BEMERKUNG: Aufgrund der vielen persönlichen Informationen in diesem Beitrag gibt es kein Video (das Editieren von Ausblenden von pers. Informationen wäre zu aufwändig gewesen).

ACHTUNG: Das wird ein Laaaaaaaanger Beitrag zum Lesen…

“digital Journaling” wird immer beliebter. Etsy und Co sind voll mit Vorlagen (meist PDF) für ein Digitales Journal, und wenn man den Zahlen Glauben schenken darf, dann ist das alles ein Millionenbusiness. Die Menschen wollen ihr Leben planen und Übersicht behalten und was früher der Taschenkalender oder analoge “File-o-fax” war, wird immer häufiger von Tablet + Stift abgelöst.

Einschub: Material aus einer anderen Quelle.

//! anchor-agent: Device-side presence reporting
//!
//! The agent finds the core through discovery, sends a heartbeat on every
//! tick, and falls back to a bounded local buffer while the core is
//! unreachable. Buffered heartbeats are replayed as one batch once the core
//! answers again.

pub mod link;
pub mod metrics;
pub mod runner;
pub mod state;

pub use link::{CoreLink, HttpLink, LinkError};
pub use metrics::{MetricsSource, SystemMetrics};
pub use runner::run_agent;
pub use state::{AgentMode, AgentState, AgentStateMachine};
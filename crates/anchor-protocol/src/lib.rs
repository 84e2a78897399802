//! anchor-protocol: Wire types for the Anchor core
//!
//! This crate defines the JSON frames exchanged over the relay WebSocket
//! and the heartbeat payloads agents post to the core's HTTP API.

pub mod error;
pub mod heartbeat;
pub mod message;

pub use error::ProtocolError;
pub use heartbeat::{BatchAck, DeviceEvent, DeviceStats, DeviceStatus, HeartbeatAck, HeartbeatBatch, IdentityGrant};
pub use message::{InboundFrame, OutboundFrame, RelayedFrame};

OneNote wird dabei von immer mehr Personen als Dreh- und Angelpunkt für ihren “Planer” entdeckt. Auf YouTube findet man zahlreiche Anleitungen, wie man sich seinen eigenen Planer in OneNote erstellt, von ganz einfachen Tabellen bis hin zu sehr “ausgefuxten” Setups.

Ich selbst organisiere seit über einem Jahrzehnt so gut wie ALLES in OneNote und habe schon viele verschiedene Systeme in OneNote abgebildet In diesem Beitrag möchte ich mein “work-in-progress” kurz vorstellen und ganz besonders auf die Automatisierung mittels PowerAutomate eingehen.

 

Digitales Journal ≠ digitalisiertes analoges Journal

Wie fast überall gilt für mich mein Grundsatz in der “Digitalisierung”:

Digitalisierung ist NICHT das Digitalisieren von analogen Prozessen, sondern zwei Schritte zurückzugehen und die Prozesse komplett NEU, vom Standpunkt der Digitalität her zu denken.

Und gerade bei den vielen digitalen Planern stößt mir das ein bisschen auf, wenn hier PDFs auf iPads gelegt werden, um dann dort wieder mit Stift beschrieben zu werden. Bitte nicht falsch verstehen! Diese Arbeitsweise mag für viele Menschen da draußen klappen und eine Erleichterung ihres Alltags sein, weil man so alles auf seinen digitalem Gerät immer dabei hat, aber für mich greift das eindeutig zu kurz.

Darum stelle ich für mich (und meine Arbeitsweise) folgende Anforderungen an ein “digitales Journal”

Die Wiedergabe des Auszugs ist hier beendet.